The U.S. Supreme Court has agreed to hear a Wisconsin redistricting case and consider whether partisan gerrymandering is constitutional.
In the past, the courts have deferred on answering whether partisan gerrymandering is constitutional or not for the simple fact that it inserts the judiciary into a “political question.”
In 2004, the U.S. Supreme Court upheld a redistricting effort, drawn by Republicans, in Pennsylvania against the claim that excessive partisan gerrymandering occurred. In the majority’s opinion, Justice Antonin Scalia noted that partisan gerrymandering is as old as colonial America, and that ultimately, it is not for the courts to insert themselves into the political actions of legislative redistricting.

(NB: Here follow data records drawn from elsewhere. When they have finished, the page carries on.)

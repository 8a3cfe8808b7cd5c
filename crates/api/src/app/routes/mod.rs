use axum::{
    Router,
    routing::{get, patch, post},
};

pub mod common;
pub mod jobs;
pub mod submissions;
pub mod system;

/// Console endpoints (bearer token).
pub fn console_router() -> Router {
    Router::new()
        .route("/whoami", get(system::whoami))
        .nest("/jobs", jobs::router())
}

/// Worker endpoints (API key).
pub fn worker_router() -> Router {
    Router::new()
        .route("/submissions/next", get(submissions::claim_next))
        .route("/submissions/:id", patch(submissions::report))
        .route("/submissions/:id/logs", post(submissions::append_logs))
        .route("/submissions/:id/lease", post(submissions::extend_lease))
}
use std::borrow::Cow;

use serde::{Deserialize, Serialize};

/// Permission identifier.
///
/// Permissions are opaque strings (e.g. "jobs.read"). The wildcard `"*"`
/// grants everything.
#[derive(Debug, Clone, PartialEq, Eq, Hash, Serialize, Deserialize)]
#[serde(transparent)]
pub struct Permission(Cow<'static, str>);

impl Permission {
    pub fn new(name: impl Into<Cow<'static, str>>) -> Self {
        Self(name.into())
    }

    pub const fn from_static(name: &'static str) -> Self {
        Self(Cow::Borrowed(name))
    }

    pub fn as_str(&self) -> &str {
        &self.0
    }

    pub fn is_wildcard(&self) -> bool {
        self.as_str() == "*"
    }
}

impl core::fmt::Display for Permission {
    fn fmt(&self, f: &mut core::fmt::Formatter<'_>) -> core::fmt::Result {
        f.write_str(&self.0)
    }
}

/// Permissions guarding the job console.
pub mod jobs {
    use super::Permission;

    pub const ALL: Permission = Permission::from_static("*");
    /// List/inspect jobs and submissions, export CSV.
    pub const READ: Permission = Permission::from_static("jobs.read");
    /// Create, cancel, retry and recompute.
    pub const WRITE: Permission = Permission::from_static("jobs.write");
    pub const DELETE: Permission = Permission::from_static("jobs.delete");
}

However, one justice, who joined the majority’s opinion, wrote that while there was no judicial standard by which to judge when a district was politically manipulated through gerrymandering, he would “not foreclose all possibility of judicial relief if some limited and precise rationale were found” to adjudicate the issue of partisan gerrymandering.
In his concurrence, Justice Anthony Kennedy laid out what he saw as the two obstacles to tackling partisan gerrymandering by the courts: first, that there are no “comprehensive and neutral principles for drawing electoral boundaries,” and second, there are “rules to limit and confine” when the courts should engage in reviewing redistricting claims.
The Wisconsin redistricting case may have some of the answers to Justice Kennedy’s concerns about inserting the courts into reviewing partisan gerrymandering. Much has already been analyzed about the Wisconsin cases that will be reviewed in next year’s term of the Supreme Court, but the Old North State is certainly one that will be watching the developments.
At the heart of redistricting controversies is the issue of when one party “packs” or “cracks” voters. By placing an over-abundance of voters who cast ballots for one party into a district (thus “packing” partisan loyalists), it frees up surrounding districts to favor the other party. Conversely, by splitting those same partisan voters into multiple districts, they are said to be “cracked” into districts to avoid being able to elect one of their own.
An example of “packing” could be seen in the recent North Carolina congressional districts in 2016. With new congressional district maps drawn by Republicans in the North Carolina General Assembly, the vote totals for all Republican congressional candidates came to 53 percent of the state-wide vote; however, they won ten out of the 13 seats, or 77 percent. The Republican congressional district with the largest margin of victory was in the Third District, with GOP Walter Jones winning 67 percent of the vote. The “narrowest” GOP winner was in the Thirteenth District, with first-time Republican Ted Budd receiving 56 percent—one point above what most political scientists would consider a “competitive” range of 45 to 55 percent.
Conversely, the three congressional Democrats won with over two-thirds of the votes in their respective districts.
In 2016’s N.C. General Assembly elections, Republicans won 52.4 percent of the statewide vote in the state house elections, but secured 61.7 percent of the seats; in the state senate, Republicans won 55 percent of the statewide vote cast, but laid claim to 70 percent of the upper chamber’s seats.
This pattern—of one party winning a greater percentage of the districts than their statewide vote—is a similar claim to the issue of the challenged Wisconsin districts as well. And ultimately, it will be Justice Kennedy who determines if the Wisconsin case brings a satisfactory way of having the courts intercede in this most political of activities in the United States.